If there's anything that Santa and his elves ought to know, it's how to make a list. After all, they're reading lists that children send in, and Santa maintains his very famous list. Another thing we know is that Santa and his elves are quite multilingual.
So one day one of the elfs decided that, rather than hand typing out a list of gifts based on the data
they received (requiring elves that spoke all the world's languages), they decided to take advantage of the power of
Unicode's CLDR (Common Linguistic Data Repository).
This is Unicode's lesser-known project.
As luck would have it, Raku has a module providing access to the data, called Intl::CLDR
.
One elf decided that he could probably use some of the data in it to automate their list formatting.
He began by installing Intl::CLDR
and decided to play around with it in the terminal.

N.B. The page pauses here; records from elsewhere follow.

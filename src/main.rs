//! Songplay ETL - load a music service's song catalog and activity logs
//! into a star schema.
//!
//! Reads newline-delimited JSON from two directory trees, reshapes it into
//! `songs`, `artists`, `users`, `time` and `songplays`, links each songplay
//! to its song and artist, and commits once per input file.

pub mod cli;
pub mod config;
pub mod db;
pub mod error;
pub mod ingest;
pub mod model;
pub mod scanner;
#[cfg(test)]
pub mod test_utils;
pub mod transform;

use clap::Parser;
use tracing_subscriber::{EnvFilter, fmt, prelude::*};

fn main() -> anyhow::Result<()> {
    let args = cli::Cli::parse();

    // Initialize logging; progress lines go to stdout, logs to stderr
    tracing_subscriber::registry()
        .with(fmt::layer().with_target(true).with_writer(std::io::stderr))
        .with(EnvFilter::from_default_env().add_directive("songplay_etl=info".parse()?))
        .init();

    cli::run_command(&args)
}
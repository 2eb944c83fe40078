//! Application-wide error types.
//!
//! Library modules return [`Result`] with the [`Error`] enum below, while
//! the CLI layer uses `anyhow` for convenient error propagation.
//!
//! # Example
//!
//! ```ignore
//! use songplay_etl::error::{Result, ResultExt};
//!
//! fn load(path: &Path) -> Result<()> {
//!     let text = std::fs::read_to_string(path).with_context("reading log file")?;
//!     Ok(())
//! }
//! ```

use std::path::PathBuf;

/// Application-wide result type.
pub type Result<T> = std::result::Result<T, Error>;

/// Top-level application error.
#[derive(Debug, thiserror::Error)]
pub enum Error {
    /// File I/O error
    #[error("IO error: {0}")]
    Io(#[from] std::io::Error),

    /// Store error, including constraint violations
    #[error("Database error: {0}")]
    Database(#[from] sqlx::Error),

    /// A line that is not valid JSON or does not fit the record shape
    #[error("Malformed record at {}:{line}: {source}", path.display())]
    MalformedRecord {
        path: PathBuf,
        line: usize,
        #[source]
        source: serde_json::Error,
    },

    /// Millisecond timestamp outside the representable calendar range
    #[error("Invalid timestamp: {0} ms")]
    InvalidTimestamp(i64),

    /// Generic error with context
    #[error("{context}: {source}")]
    WithContext {
        context: String,
        #[source]
        source: Box<Error>,
    },
}

impl Error {
    /// Create a malformed record error.
    pub fn malformed(path: impl Into<PathBuf>, line: usize, source: serde_json::Error) -> Self {
        Self::MalformedRecord {
            path: path.into(),
            line,
            source,
        }
    }

    /// Add context to an error.
    pub fn context(self, ctx: impl Into<String>) -> Self {
        Self::WithContext {
            context: ctx.into(),
            source: Box::new(self),
        }
    }
}

/// Extension trait for adding context to Results.
pub trait ResultExt<T> {
    /// Add context to an error result.
    fn with_context(self, ctx: impl Into<String>) -> Result<T>;
}

impl<T> ResultExt<T> for Result<T> {
    fn with_context(self, ctx: impl Into<String>) -> Result<T> {
        self.map_err(|e| e.context(ctx))
    }
}

impl<T> ResultExt<T> for std::result::Result<T, std::io::Error> {
    fn with_context(self, ctx: impl Into<String>) -> Result<T> {
        self.map_err(|e| Error::Io(e).context(ctx))
    }
}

The module was designed to allow some degree of exploration in a REPL, so the elf did the following after reading the
provided read me:
# Repl response
use Intl::CLDR; # Nil
my $english = cldr<en> # [CLDR::Language: characters,context-transforms,
# dates,delimiters,grammar,layout,list-patterns,
# locale-display-names,numbers,posix,units]
The module loaded up the data for English and the object returned has a neat gist that
provides information about the elements it contains.
For a variety of reasons, Intl::CLDR
objects can be referenced either as attributes or as keys.
Most of the time, the attribute reference is faster in performance, but the key reference is more flexible (because
let's be honest, $english{$foo}
looks nicer than $english."$foo"()
, and it also enables listy assignment via
e.g. $english<grammar numbers>
).
In any case, the elf saw that one of the data points is list-patterns, so he explored further:
# Repl response
$english.list-patterns; # [CLDR::ListPatterns: and,or,unit]
$english.list-patterns.and; # [CLDR::ListPattern: narrow,short,standard]
$english.list-patterns.standard; # [CLDR::ListPatternWidth: end,middle,start,two]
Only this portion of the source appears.